Goal of the exercise
Counting the line with "built once at" as the last one, copy out the lines of the data exactly from the first onward.

Data records

▬▬▬▬▬▬

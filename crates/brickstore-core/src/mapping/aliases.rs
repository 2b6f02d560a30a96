//! Column alias tables
//!
//! Three lookup tables consulted by [`super::AliasNamingStrategy`]. They are
//! built once at startup (from code or from the `[naming]` config section)
//! and only read afterwards.

use std::collections::BTreeMap;

use serde::Deserialize;

use crate::errors::{BrickstoreError, Result};

#[derive(Debug, Clone, PartialEq, Eq, Default, Deserialize)]
#[serde(default, deny_unknown_fields)]
pub struct ColumnAliases {
    /// `"<table>.<default column>"` → physical column
    pub column_aliases: BTreeMap<String, String>,
    /// property name → back-reference column in the child table
    pub reverse_column_aliases: BTreeMap<String, String>,
    /// property name → map-key column in the child table
    pub key_column_aliases: BTreeMap<String, String>,
}

impl ColumnAliases {
    /// No overrides; every name falls back to the convention
    pub fn empty() -> Self {
        Self::default()
    }

    /// Aliases matching the shipped `lego_set` / `handbuch` / `model` schema
    pub fn standard() -> Self {
        Self::empty()
            .with_column_alias("lego_set.int_maximum_age", "max_age")
            .with_column_alias("lego_set.int_minimum_age", "min_age")
            .with_reverse_column_alias("manual", "handbuch_id")
            .with_key_column_alias("models", "name")
    }

    pub fn with_column_alias(mut self, qualified: impl Into<String>, alias: impl Into<String>) -> Self {
        self.column_aliases.insert(qualified.into(), alias.into());
        self
    }

    pub fn with_reverse_column_alias(
        mut self,
        property: impl Into<String>,
        alias: impl Into<String>,
    ) -> Self {
        self.reverse_column_aliases
            .insert(property.into(), alias.into());
        self
    }

    pub fn with_key_column_alias(mut self, property: impl Into<String>, alias: impl Into<String>) -> Self {
        self.key_column_aliases.insert(property.into(), alias.into());
        self
    }

    pub fn column_alias(&self, table: &str, default_column: &str) -> Option<&str> {
        self.column_aliases
            .get(&format!("{}.{}", table, default_column))
            .map(String::as_str)
    }

    pub fn reverse_column_alias(&self, property: &str) -> Option<&str> {
        self.reverse_column_aliases
            .get(property)
            .map(String::as_str)
    }

    pub fn key_column_alias(&self, property: &str) -> Option<&str> {
        self.key_column_aliases.get(property).map(String::as_str)
    }

    /// Reject entries that could never produce a usable identifier
    ///
    /// Column alias keys must be table-qualified (`table.column`); no key
    /// or value may be blank.
    pub fn validate(&self) -> Result<()> {
        let all = self
            .column_aliases
            .iter()
            .chain(self.reverse_column_aliases.iter())
            .chain(self.key_column_aliases.iter());

        for (key, value) in all {
            if key.trim().is_empty() {
                return Err(BrickstoreError::InvalidAlias {
                    key: key.clone(),
                    reason: "key is blank".to_string(),
                }
                .into());
            }
            if value.trim().is_empty() {
                return Err(BrickstoreError::InvalidAlias {
                    key: key.clone(),
                    reason: "alias is blank".to_string(),
                }
                .into());
            }
        }

        for key in self.column_aliases.keys() {
            let qualified = key
                .split_once('.')
                .is_some_and(|(table, column)| !table.is_empty() && !column.is_empty());
            if !qualified {
                return Err(BrickstoreError::InvalidAlias {
                    key: key.clone(),
                    reason: "expected <table>.<column>".to_string(),
                }
                .into());
            }
        }

        Ok(())
    }
}

#[cfg(test)]
mod tests {
    use super::*;
    use crate::errors::ExErrorKind;

    #[test]
    fn test_standard_aliases() {
        let aliases = ColumnAliases::standard();
        assert_eq!(aliases.column_alias("lego_set", "int_maximum_age"), Some("max_age"));
        assert_eq!(aliases.column_alias("lego_set", "int_minimum_age"), Some("min_age"));
        assert_eq!(aliases.column_alias("lego_set", "name"), None);
        assert_eq!(aliases.reverse_column_alias("manual"), Some("handbuch_id"));
        assert_eq!(aliases.key_column_alias("models"), Some("name"));
        assert!(aliases.validate().is_ok());
    }

    #[test]
    fn test_unqualified_column_alias_rejected() {
        let aliases = ColumnAliases::empty().with_column_alias("int_maximum_age", "max_age");
        let err = aliases.validate().unwrap_err();
        assert_eq!(err.kind(), ExErrorKind::InvalidInput);
        assert!(err.message().contains("<table>.<column>"));
    }

    #[test]
    fn test_blank_alias_rejected() {
        let aliases = ColumnAliases::empty().with_key_column_alias("models", "  ");
        assert!(aliases.validate().is_err());
    }
}
//! Schema commands
//!
//! Usage: brickstore init | brickstore columns

use brickstore_core::Result;

use super::context::Context;

/// Migrations already ran when the context opened; report the result
pub fn init(ctx: &mut Context) -> Result<()> {
    let sets = ctx.repo.count(&ctx.conn)?;
    println!("✓ Schema up to date ({} sets stored)", sets);
    Ok(())
}

pub fn columns(ctx: &Context) -> Result<()> {
    let rows = ctx.repo.names().describe();
    let width = rows.iter().map(|(label, _)| label.len()).max().unwrap_or(0);
    for (label, name) in rows {
        println!("{:width$}  {}", label, name, width = width);
    }
    Ok(())
}
//! Database connection management

#![allow(clippy::result_large_err)]

use crate::errors::{from_rusqlite, Result};
use brickstore_core::errors::io_error;
use rusqlite::config::DbConfig;
use rusqlite::Connection;
use std::path::Path;

/// Open a SQLite database at the given path, creating parent directories
pub fn open<P: AsRef<Path>>(path: P) -> Result<Connection> {
    let path = path.as_ref();
    if let Some(parent) = path.parent().filter(|p| !p.as_os_str().is_empty()) {
        std::fs::create_dir_all(parent).map_err(|e| io_error("create_db_dir", e))?;
    }
    let conn = Connection::open(path).map_err(from_rusqlite)?;
    configure(&conn)?;
    Ok(conn)
}

/// Open an in-memory SQLite database (for testing)
pub fn open_in_memory() -> Result<Connection> {
    let conn = Connection::open_in_memory().map_err(from_rusqlite)?;
    configure(&conn)?;
    Ok(conn)
}

/// Apply connection settings every caller relies on
pub fn configure(conn: &Connection) -> Result<()> {
    // Child rows reference lego_set(id)
    conn.execute_batch("PRAGMA foreign_keys = ON")
        .map_err(from_rusqlite)?;

    // Column names come from configurable aliases; an unknown quoted
    // identifier must fail instead of becoming a string literal
    conn.set_db_config(DbConfig::SQLITE_DBCONFIG_DQS_DML, false)
        .map_err(from_rusqlite)?;
    conn.set_db_config(DbConfig::SQLITE_DBCONFIG_DQS_DDL, false)
        .map_err(from_rusqlite)?;

    Ok(())
}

▬▬▬▬▬▬

Reply
filename crates/brickstore-core/src/mapping/aliases.rs
repository 2b6f02d560a30a96
//! Column alias tables
//!
//! Three lookup tables consulted by [`super::AliasNamingStrategy`]. They are
//! built once at startup (from code or from the `[naming]` config section)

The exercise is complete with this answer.